The problem >> Set down exactly the lines from the one containing "the same inputs." through the last line of the records below, both included, and nothing else.

--- Raw data ---

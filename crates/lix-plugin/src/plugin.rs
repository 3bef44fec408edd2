//! The plugin contract: one implementation per file type.

use bytes::Bytes;
use lix_core::{Change, EntityId, File, FileMetadata, SchemaDefinition, SchemaKey};

use crate::error::Result;

/// The content of a file at one point in time.
#[derive(Debug, Clone, PartialEq)]
pub struct FileSnapshot {
    pub data: Bytes,
    pub metadata: FileMetadata,
}

impl FileSnapshot {
    pub fn new(data: impl Into<Bytes>, metadata: FileMetadata) -> Self {
        Self {
            data: data.into(),
            metadata,
        }
    }
}

impl From<&File> for FileSnapshot {
    fn from(file: &File) -> Self {
        Self {
            data: file.data.clone(),
            metadata: file.metadata.clone(),
        }
    }
}

/// One entity whose state differs between two snapshots.
///
/// Detectors only decide *what* changed. Ids, lineage and timestamps are
/// assigned by the caller when the change is recorded.
#[derive(Debug, Clone, PartialEq)]
pub struct DetectedChange {
    pub entity_id: EntityId,
    pub schema_key: SchemaKey,
    /// `None` when the entity was removed.
    pub snapshot: Option<serde_json::Value>,
}

/// A file-type plugin.
///
/// Plugins are stateless and pure: detection and application read only their
/// arguments, so one instance may serve many files concurrently.
pub trait Plugin: Send + Sync {
    // ─────────────────────────────────────────────────────────────────────────
    // Identity
    // ─────────────────────────────────────────────────────────────────────────

    /// Unique plugin key, recorded on every change it detects.
    fn key(&self) -> &str;

    /// Glob selecting the files this plugin handles, e.g. `*.csv`.
    fn detect_changes_glob(&self) -> &str;

    /// Schemas of the snapshots this plugin emits.
    fn schemas(&self) -> Vec<SchemaDefinition>;

    // ─────────────────────────────────────────────────────────────────────────
    // Detection & Application
    // ─────────────────────────────────────────────────────────────────────────

    /// Compute the entity-level difference between two snapshots.
    ///
    /// `before` is `None` for a newly created file. Entities whose content is
    /// unchanged must not be reported.
    fn detect_changes(
        &self,
        before: Option<&FileSnapshot>,
        after: &FileSnapshot,
    ) -> Result<Vec<DetectedChange>>;

    /// Fold changes onto a base and serialize the result.
    ///
    /// `metadata` carries the target file's hints (ordering, key column).
    /// When several changes touch one entity, the last in canonical order
    /// wins. Output must be byte-identical for the same inputs.
    fn apply_changes(
        &self,
        base: Option<&FileSnapshot>,
        metadata: &FileMetadata,
        changes: &[Change],
    ) -> Result<Bytes>;
}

---

Response >>
    /// wins. Output must be byte-identical for the same inputs.
    fn apply_changes(
        &self,
        base: Option<&FileSnapshot>,
        metadata: &FileMetadata,
        changes: &[Change],
    ) -> Result<Bytes>;
}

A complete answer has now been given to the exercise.